Volume 16 Supplement 1

Lupus 2014: New Targets, New Approaches

Open Access

Clinical response to belimumab in academic clinical practices

  • Arthi Reddy1,
  • XiaoQing Li2,
  • Jill P Buyon1,
  • Andrew G Franks1,
  • Richard A Furie3,
  • Diane L Kamen4,
  • Susan Manzi5,
  • Michelle Petri6,
  • Rosalind Ramsey-Goldman7,
  • Chung-E Tseng1,
  • Ronald F van Vollenhoven8,
  • Daniel J Wallace9 and
  • Anca D Askanase2Email author
Arthritis Research & Therapy201416(Suppl 1):A49

https://doi.org/10.1186/ar4665

Published: 18 September 2014

Background

Belimumab is a human monoclonal antibody that inhibits soluble B-lymphocyte stimulator and improves systemic lupus erythematosus (SLE) disease activity. This study was initiated to evaluate the use and efficacy of belimumab in academic SLE clinical practices.

Methods

An invitation to participate was sent to 16 physicians experienced in SLE phase III clinical trials. All agreeing to participate completed a one-page questionnaire for each patient prescribed belimumab that includes demographic and SLE characteristics, and information about belimumab administration. The questionnaire completed every 3 months by the physicians also captured clinical responses and belimumab safety.
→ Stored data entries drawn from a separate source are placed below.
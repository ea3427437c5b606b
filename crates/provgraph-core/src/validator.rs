//! Validator.
//!
//! `validate` checks one manifest and reports every facet independently:
//! content address, signature, each ingredient, each link and the previous
//! version. A failing facet never stops the remaining checks.
//!
//! Validation is not transitive. Linked manifests are checked for
//! resolvability only; [`validate_graph`] validates every node of an exported
//! graph when transitive results are wanted.

use std::collections::BTreeMap;

use provgraph_crypto::{digests_equal, hash_path, verify_declared, VerifyFailure};
use serde::{Deserialize, Serialize};
use tracing::{debug, warn};

use crate::canonical;
use crate::error::{Error, ErrorClass, Result, StorageError};
use crate::export::{export, ProvenanceGraph};
use crate::model::{Ingredient, Manifest, ManifestId};
use crate::storage::ManifestStore;

#[derive(Debug, Clone, Default, PartialEq, Eq, Serialize, Deserialize)]
pub struct ValidationOptions {
    /// Treat an unsigned manifest as a failure instead of skipping the check
    #[serde(default)]
    pub require_signature: bool,

    /// When non-empty, only these did:key fingerprints are accepted
    #[serde(default)]
    pub trusted_signers: Vec<String>,
}

#[derive(Debug, Clone, Copy, PartialEq, Eq, Serialize, Deserialize)]
#[serde(rename_all = "kebab-case")]
pub enum CheckKind {
    ContentAddress,
    Signature,
    Ingredient,
    LinkedManifest,
    PreviousVersion,
}

#[derive(Debug, Clone, Copy, PartialEq, Eq, Serialize, Deserialize)]
#[serde(rename_all = "lowercase")]
pub enum CheckStatus {
    Pass,
    Fail,
    /// Could not be checked (artifact moved); not a failure
    Unavailable,
    Skipped,
}

/// Machine-readable outcome of a check.
#[derive(Debug, Clone, Copy, PartialEq, Eq, Serialize, Deserialize)]
#[serde(rename_all = "SCREAMING_SNAKE_CASE")]
pub enum ReasonCode {
    Ok,
    IdMismatch,
    SignatureMismatch,
    MalformedSignature,
    FingerprintMismatch,
    InvalidKeyFormat,
    MissingSignature,
    Unsigned,
    UntrustedSigner,
    HashMismatch,
    ArtifactUnavailable,
    UnknownManifest,
    IntegrityViolation,
    IngredientsChanged,
    LinksRemoved,
    NotLinked,
}

impl ReasonCode {
    pub fn class(&self) -> Option<ErrorClass> {
        match self {
            ReasonCode::Ok | ReasonCode::Unsigned | ReasonCode::ArtifactUnavailable => None,
            ReasonCode::MissingSignature | ReasonCode::InvalidKeyFormat => Some(ErrorClass::Input),
            ReasonCode::IdMismatch
            | ReasonCode::SignatureMismatch
            | ReasonCode::MalformedSignature
            | ReasonCode::FingerprintMismatch
            | ReasonCode::UntrustedSigner
            | ReasonCode::HashMismatch
            | ReasonCode::IntegrityViolation
            | ReasonCode::IngredientsChanged
            | ReasonCode::LinksRemoved => Some(ErrorClass::Integrity),
            ReasonCode::UnknownManifest | ReasonCode::NotLinked => Some(ErrorClass::Reference),
        }
    }
}

impl From<VerifyFailure> for ReasonCode {
    fn from(failure: VerifyFailure) -> Self {
        match failure {
            VerifyFailure::SignatureMismatch => ReasonCode::SignatureMismatch,
            VerifyFailure::MalformedSignature => ReasonCode::MalformedSignature,
            VerifyFailure::FingerprintMismatch => ReasonCode::FingerprintMismatch,
            VerifyFailure::InvalidKeyFormat => ReasonCode::InvalidKeyFormat,
        }
    }
}

#[derive(Debug, Clone, PartialEq, Eq, Serialize, Deserialize)]
pub struct CheckResult {
    pub check: CheckKind,
    /// What was checked: the manifest id, an ingredient name or a linked id
    pub subject: String,
    pub status: CheckStatus,
    pub reason: ReasonCode,
    #[serde(default, skip_serializing_if = "Option::is_none")]
    pub class: Option<ErrorClass>,
    #[serde(default, skip_serializing_if = "Option::is_none")]
    pub detail: Option<String>,
}

impl CheckResult {
    fn new(check: CheckKind, subject: impl Into<String>, status: CheckStatus, reason: ReasonCode) -> Self {
        Self {
            check,
            subject: subject.into(),
            status,
            reason,
            class: reason.class(),
            detail: None,
        }
    }

    fn pass(check: CheckKind, subject: impl Into<String>) -> Self {
        Self::new(check, subject, CheckStatus::Pass, ReasonCode::Ok)
    }

    fn fail(check: CheckKind, subject: impl Into<String>, reason: ReasonCode) -> Self {
        Self::new(check, subject, CheckStatus::Fail, reason)
    }

    fn with_detail(mut self, detail: impl Into<String>) -> Self {
        self.detail = Some(detail.into());
        self
    }
}

#[derive(Debug, Clone, PartialEq, Eq, Serialize, Deserialize)]
pub struct ValidationReport {
    pub manifest_id: ManifestId,
    pub checks: Vec<CheckResult>,
}

impl ValidationReport {
    /// True when no check failed. Unavailable and skipped checks do not fail a report.
    pub fn passed(&self) -> bool {
        !self.checks.iter().any(|c| c.status == CheckStatus::Fail)
    }

    pub fn failures(&self) -> impl Iterator<Item = &CheckResult> {
        self.checks.iter().filter(|c| c.status == CheckStatus::Fail)
    }

    pub fn count(&self, status: CheckStatus) -> usize {
        self.checks.iter().filter(|c| c.status == status).count()
    }
}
Clinical response was defined as a ≥50% improvement in the initial clinical manifestation being treated without worsening in other organ systems.

Results

Of 16 invitations sent, nine investigators participated. Questionnaires on 150 patients treated with belimumab for at least 3 months were available for analysis. The mean age was 41.9 ± 12.6 years. 92.0% were female, 67.1% White, 24.7% Black, 5.7% Asian, and 5.3% Hispanic. The average SLE disease duration was 12.2 ± 8.2 years. Concomitant medications included: prednisone in 73.3% (mean dose of 12.2 ± 10.9, 41.7% on ≥10 mg), antimalarials in 71.7%, and immunosuppressants in 66.3% (mycophenolate mofetil 34.2%, azathioprine 20.3%, methotrexate 11.8%). Only 3.7% of patients were not on any background SLE medications, 8.0% were on antimalarials alone. The dominant clinical manifestations driving treatment were arthritis in 69.5%, rash in 44.4%, and inability to taper steroids in 27.3%. Other SLE manifestations were serositis 16.0%, hematological 13.9%, and renal 10.7%. A total 65.2% of patients had ≥2 active manifestations. Of the 150 patients on belimumab for at least 3 months, 69 (46.0%) clinically responded by 3 months with marked improvement in arthritis and/or rash. Similarly, of the 112 patients on belimumab for at least 6 months for whom follow-up data were available, 54 (48.2%) clinically responded with improvements in arthritis, rash and/or nephritis. While the numbers are limited, black patients showed improvement at 6 months, with 19/26 (73%) of patients responding, P = 0.05.

Conclusions

These observational data support the use of belimumab across all racial/ethnic groups and efficacy similar to that reported in the phase III trials. Relevant to physician and patient decision-making, improvement was seen as early as 3 months.

Authors’ Affiliations

(1)
New York University Langone Medical Center
(2)
Columbia University Medical Center
(3)
Hofstra North Shore-Long Island Jewish School of Medicine
(4)
Medical University of South Carolina
(5)
Temple University School of Medicine
(6)
Johns Hopkins University School of Medicine
(7)
Northwestern University Feinberg School of Medicine
(8)
Karolinska University Hospital
(9)
Cedars-Sinai Medical Center

Copyright

© Reddy et al.; licensee BioMed Central Ltd. 2014

This article is published under license to BioMed Central Ltd. This is an Open Access article distributed under the terms of the Creative Commons Attribution License (http://creativecommons.org/licenses/by/4.0), which permits unrestricted use, distribution, and reproduction in any medium, provided the original work is properly cited. The Creative Commons Public Domain Dedication waiver (http://creativecommons.org/publicdomain/zero/1.0/) applies to the data made available in this article, unless otherwise stated.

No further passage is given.